Task statement >> Go through the records and report each line holding the string "TestApp".

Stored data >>

//! Integration tests for the monitor API endpoints

use std::sync::Arc;
use std::time::Duration;

use axum::{
    body::Body,
    http::{Request, StatusCode},
    Router,
};
use bucket_monitor::{
    api::{create_router, AppState},
    config::{MonitorConfig, ObjectBackend},
    pipeline::{self, Backends},
};
use monitor_lib::{
    health::{components, HealthRegistry},
    models::ObjectEntry,
    notification::{QueueBatch, QueueRecord, StorageEventNotification},
    observability::{MonitorMetrics, StructuredLogger},
    report::PLOT_KEY,
    storage::{async_trait, ChangeNotifier, MemoryObjectStore, ObjectStore},
    timeseries::{FileTimeSeriesStore, MemoryTimeSeriesStore, TimeSeriesStore},
    EventRouter, MonitorError,
};
use serde_json::{json, Value};
use tokio::sync::broadcast;
use tower::ServiceExt;

fn test_config() -> MonitorConfig {
    MonitorConfig {
        source_bucket: "uploads".into(),
        plot_bucket: "plots".into(),
        api_port: 0,
        object_backend: ObjectBackend::Memory,
        data_dir: None,
        alarm_threshold_bytes: 15,
        alarm_window_secs: 10,
        report_window_secs: 10,
        backend_timeout_secs: 5,
        aws_region: "us-east-1".into(),
        s3_endpoint_url: None,
        s3_force_path_style: false,
    }
}

struct TestApp {
    app: Router,
    state: Arc<AppState>,
    objects: MemoryObjectStore,
    artifacts: MemoryObjectStore,
    // Holds the subscriptions open
    _pipeline: pipeline::Pipeline,
}

async fn setup_with(
    objects: MemoryObjectStore,
    artifacts: Arc<dyn ObjectStore>,
    series: Arc<dyn TimeSeriesStore>,
    router: Arc<EventRouter>,
) -> (Router, pipeline::Pipeline) {
    let health_registry = HealthRegistry::new();
    health_registry.register_all().await;

    let pipeline = pipeline::assemble(
        &test_config(),
        router,
        Backends {
            objects: Arc::new(objects),
            artifacts,
            series,
        },
        health_registry,
        MonitorMetrics::new(),
        StructuredLogger::new("test"),
    );
    (create_router(pipeline.state.clone()), pipeline)
}

async fn setup_test_app() -> TestApp {
    let objects = MemoryObjectStore::new();
    let artifacts = MemoryObjectStore::new();
    let (app, pipeline) = setup_with(
        objects.clone(),
        Arc::new(artifacts.clone()),
        Arc::new(MemoryTimeSeriesStore::new()),
        Arc::new(EventRouter::new()),
    )
    .await;

    TestApp {
        app,
        state: pipeline.state.clone(),
        objects,
        artifacts,
        _pipeline: pipeline,
    }
}

async fn send(app: &Router, method: &str, uri: &str, body: Option<Value>) -> (StatusCode, Value) {
    let builder = Request::builder().method(method).uri(uri);
    let request = match body {
        Some(body) => builder
            .header("content-type", "application/json")
            .body(Body::from(body.to_string()))
            .unwrap(),
        None => builder.body(Body::empty()).unwrap(),
    };

    let response = app.clone().oneshot(request).await.unwrap();
    let status = response.status();
    let bytes = axum::body::to_bytes(response.into_body(), usize::MAX)
        .await
        .unwrap();
    let value = if bytes.is_empty() {
        Value::Null
    } else {
        serde_json::from_slice(&bytes).unwrap_or(Value::Null)
    };
    (status, value)
}

fn batch(records: Vec<QueueRecord>) -> Value {
    serde_json::to_value(QueueBatch { records }).unwrap()
}

fn created(id: &str, key: &str, size: u64) -> QueueRecord {
    QueueRecord::wrap(id, &StorageEventNotification::created("uploads", key, size)).unwrap()
}

#[tokio::test]
async fn test_healthz_returns_ok_when_healthy() {
    let t = setup_test_app().await;

    let (status, health) = send(&t.app, "GET", "/healthz", None).await;

    assert_eq!(status, StatusCode::OK);
    assert_eq!(health["status"], "healthy");
    assert!(health["components"].get(components::REPORTER).is_some());
}

#[tokio::test]
async fn test_healthz_returns_ok_when_degraded() {
    let t = setup_test_app().await;
    t.state
        .health_registry
        .set_degraded(components::AGGREGATOR, "Slow listing")
        .await;

    let (status, health) = send(&t.app, "GET", "/healthz", None).await;

    assert_eq!(status, StatusCode::OK);
    assert_eq!(health["status"], "degraded");
}

#[tokio::test]
async fn test_healthz_returns_503_when_unhealthy() {
    let t = setup_test_app().await;
    t.state
        .health_registry
        .set_unhealthy(components::ROUTER, "Closed")
        .await;

    let (status, health) = send(&t.app, "GET", "/healthz", None).await;

    assert_eq!(status, StatusCode::SERVICE_UNAVAILABLE);
    assert_eq!(health["status"], "unhealthy");
}

#[tokio::test]
async fn test_readyz_follows_readiness_flag() {
    let t = setup_test_app().await;

    let (status, _) = send(&t.app, "GET", "/readyz", None).await;
    assert_eq!(status, StatusCode::SERVICE_UNAVAILABLE);

    t.state.health_registry.set_ready(true).await;
    let (status, readiness) = send(&t.app, "GET", "/readyz", None).await;
    assert_eq!(status, StatusCode::OK);
    assert_eq!(readiness["ready"], true);
}

#[tokio::test]
async fn test_metrics_endpoint_exposes_monitor_metrics() {
    let t = setup_test_app().await;
    send(&t.app, "POST", "/plot", None).await;

    let response = t
        .app
        .clone()
        .oneshot(Request::builder().uri("/metrics").body(Body::empty()).unwrap())
        .await
        .unwrap();

    assert_eq!(response.status(), StatusCode::OK);
    let body = axum::body::to_bytes(response.into_body(), usize::MAX)
        .await
        .unwrap();
    let text = String::from_utf8(body.to_vec()).unwrap();
    assert!(text.contains("bucket_monitor_reports_rendered_total"));
}

#[tokio::test]
async fn test_plot_trigger_uploads_chart() {
    let t = setup_test_app().await;

    let (status, response) = send(&t.app, "POST", "/plot", None).await;

    assert_eq!(status, StatusCode::OK);
    assert_eq!(response["statusCode"], 200);
    assert!(response["body"].as_str().unwrap().contains(PLOT_KEY));
    let (png, content_type) = t.artifacts.get("plots", PLOT_KEY).unwrap();
    assert_eq!(content_type, "image/png");
    assert_eq!(&png[1..4], b"PNG");
}

#[tokio::test]
async fn test_event_batch_skips_malformed_records() {
    let t = setup_test_app().await;
    for (key, size) in [("a.txt", 19usize), ("b.txt", 28), ("c.txt", 2)] {
        t.objects.put("uploads", key, vec![0; size], "text/plain").await.unwrap();
    }

    let mut records = vec![
        created("m-1", "a.txt", 19),
        created("m-2", "b.txt", 28),
        created("m-3", "c.txt", 2),
    ];
    records.push(QueueRecord {
        message_id: "m-4".into(),
        body: "not json".into(),
    });

    let (status, report) = send(&t.app, "POST", "/events", Some(batch(records))).await;

    assert_eq!(status, StatusCode::OK);
    assert_eq!(report["received"], 4);
    assert_eq!(report["processed"], 3);
    assert_eq!(report["failed"][0]["message_id"], "m-4");

    let (_, max) = send(&t.app, "GET", "/snapshots/max", None).await;
    assert_eq!(max["max_size"], 49);
    assert_eq!(max["source_name"], "uploads");

    let (status, snapshots) = send(&t.app, "GET", "/snapshots?since=60", None).await;
    assert_eq!(status, StatusCode::OK);
    assert_eq!(snapshots.as_array().unwrap().len(), 3);

    let (status, snapshots) =
        send(&t.app, "GET", "/snapshots?since=18446744073709551615", None).await;
    assert_eq!(status, StatusCode::OK);
    assert_eq!(snapshots.as_array().unwrap().len(), 3);
}

#[tokio::test]
async fn test_alarm_evicts_largest_object() {
    let t = setup_test_app().await;
    t.objects.put("uploads", "assignment1.txt", vec![0; 19], "text/plain").await.unwrap();
    t.objects.put("uploads", "assignment2.txt", vec![0; 28], "text/plain").await.unwrap();

    let records = vec![
        created("m-1", "assignment1.txt", 19),
        created("m-2", "assignment2.txt", 28),
    ];
    send(&t.app, "POST", "/events", Some(batch(records))).await;

    let (status, evaluation) = send(&t.app, "POST", "/alarm", None).await;

    assert_eq!(status, StatusCode::OK);
    assert_eq!(evaluation["breached"], true);
    assert_eq!(evaluation["window_sum"], 47);
    assert_eq!(evaluation["eviction"]["result"], "evicted");
    assert_eq!(evaluation["eviction"]["key"], "assignment2.txt");
    assert_eq!(evaluation["fired"], true);
    assert_eq!(t.objects.len("uploads"), 1);
}

#[tokio::test]
async fn test_repeated_alarm_requests_evict_once() {
    let t = setup_test_app().await;
    for (key, size) in [("a.txt", 19usize), ("b.txt", 19), ("c.txt", 19)] {
        t.objects.put("uploads", key, vec![0; size], "text/plain").await.unwrap();
    }
    let records = vec![created("m-1", "a.txt", 19), created("m-2", "b.txt", 19)];
    send(&t.app, "POST", "/events", Some(batch(records))).await;

    let (_, first) = send(&t.app, "POST", "/alarm", None).await;
    assert_eq!(first["fired"], true);

    for _ in 0..3 {
        let (status, evaluation) = send(&t.app, "POST", "/alarm", None).await;
        assert_eq!(status, StatusCode::OK);
        assert_eq!(evaluation["breached"], true);
        assert_eq!(evaluation["fired"], false);
        assert!(evaluation.get("eviction").is_none());
    }
    assert_eq!(t.objects.len("uploads"), 2);
}

#[tokio::test]
async fn test_alarm_without_deltas_does_not_breach() {
    let t = setup_test_app().await;

    let (status, evaluation) = send(&t.app, "POST", "/alarm", None).await;

    assert_eq!(status, StatusCode::OK);
    assert_eq!(evaluation["breached"], false);
    assert!(evaluation.get("eviction").is_none());
}

#[tokio::test]
async fn test_notifications_fan_out_to_both_subscriptions() {
    let t = setup_test_app().await;
    let notification = serde_json::to_value(StorageEventNotification::created("uploads", "a", 3)).unwrap();

    let (status, response) = send(&t.app, "POST", "/notifications", Some(notification)).await;

    assert_eq!(status, StatusCode::ACCEPTED);
    assert_eq!(response["delivered"], 2);
}

#[tokio::test]
async fn test_malformed_notification_is_rejected() {
    let t = setup_test_app().await;

    let (status, _) = send(&t.app, "POST", "/notifications", Some(json!({"Records": "nope"}))).await;

    assert!(status.is_client_error());
}

#[tokio::test]
async fn test_uploads_drive_the_pipeline_end_to_end() {
    let router = Arc::new(EventRouter::new());
    let notifier: Arc<dyn ChangeNotifier> = router.clone();
    let objects = MemoryObjectStore::new().with_notifier(notifier);
    let (app, mut pipeline) = setup_with(
        objects.clone(),
        Arc::new(MemoryObjectStore::new()),
        Arc::new(MemoryTimeSeriesStore::new()),
        router,
    )
    .await;

    let (shutdown_tx, _) = broadcast::channel(1);
    let tasks = pipeline.spawn_consumers(&test_config(), &shutdown_tx);

    for (key, size) in [("a.txt", 19usize), ("b.txt", 28)] {
        let response = app
            .clone()
            .oneshot(
                Request::builder()
                    .method("PUT")
                    .uri(format!("/objects/{}", key))
                    .header("content-type", "text/plain")
                    .body(Body::from(vec![b'x'; size]))
                    .unwrap(),
            )
            .await
            .unwrap();
        assert_eq!(response.status(), StatusCode::CREATED);
    }

    let mut max = Value::Null;
    for _ in 0..200 {
        let (_, body) = send(&app, "GET", "/snapshots/max", None).await;
        max = body;
        if max["max_size"] == 47 {
            break;
        }
        tokio::time::sleep(Duration::from_millis(10)).await;
    }
    assert_eq!(max["max_size"], 47);

    let (status, _) = send(&app, "DELETE", "/objects/a.txt", None).await;
    assert_eq!(status, StatusCode::NO_CONTENT);
    assert_eq!(objects.len("uploads"), 1);

    shutdown_tx.send(()).unwrap();
    for task in tasks {
        tokio::time::timeout(Duration::from_secs(5), task)
            .await
            .unwrap()
            .unwrap();
    }
}

#[tokio::test]
async fn test_report_persists_through_file_series() {
    let dir = tempfile::TempDir::new().unwrap();
    let series = Arc::new(FileTimeSeriesStore::open(dir.path()).await.unwrap());
    let objects = MemoryObjectStore::new();
    objects.put("uploads", "a.txt", vec![0; 5], "text/plain").await.unwrap();
    let (app, _pipeline) = setup_with(
        objects,
        Arc::new(MemoryObjectStore::new()),
        series,
        Arc::new(EventRouter::new()),
    )
    .await;

    send(&app, "POST", "/events", Some(batch(vec![created("m-1", "a.txt", 5)]))).await;

    let reopened = FileTimeSeriesStore::open(dir.path()).await.unwrap();
    let snapshots = reopened.scan_all("uploads").await.unwrap();
    assert_eq!(snapshots.len(), 1);
    assert_eq!(snapshots[0].total_size, 5);
}

struct UnavailableStore;

#[async_trait]
impl ObjectStore for UnavailableStore {
    async fn list(&self, _source_name: &str) -> monitor_lib::Result<Vec<ObjectEntry>> {
        Err(MonitorError::backend("object store", "connection refused"))
    }

    async fn delete(&self, _source_name: &str, _key: &str) -> monitor_lib::Result<()> {
        Err(MonitorError::backend("object store", "connection refused"))
    }

    async fn put(
        &self,
        _source_name: &str,
        _key: &str,
        _bytes: Vec<u8>,
        _content_type: &str,
    ) -> monitor_lib::Result<()> {
        Err(MonitorError::backend("artifact store", "connection refused"))
    }
}

#[tokio::test]
async fn test_backend_failure_returns_503_and_degrades() {
    let (app, pipeline) = setup_with(
        MemoryObjectStore::new(),
        Arc::new(UnavailableStore),
        Arc::new(MemoryTimeSeriesStore::new()),
        Arc::new(EventRouter::new()),
    )
    .await;

    let (status, body) = send(&app, "POST", "/plot", None).await;

    assert_eq!(status, StatusCode::SERVICE_UNAVAILABLE);
    assert!(body["error"].as_str().unwrap().contains("artifact store"));

    let health = pipeline.state.health_registry.health().await;
    assert_eq!(
        health.components[components::REPORTER].status,
        monitor_lib::ComponentStatus::Degraded
    );
}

The answer >>
struct TestApp {
async fn setup_test_app() -> TestApp {
    TestApp {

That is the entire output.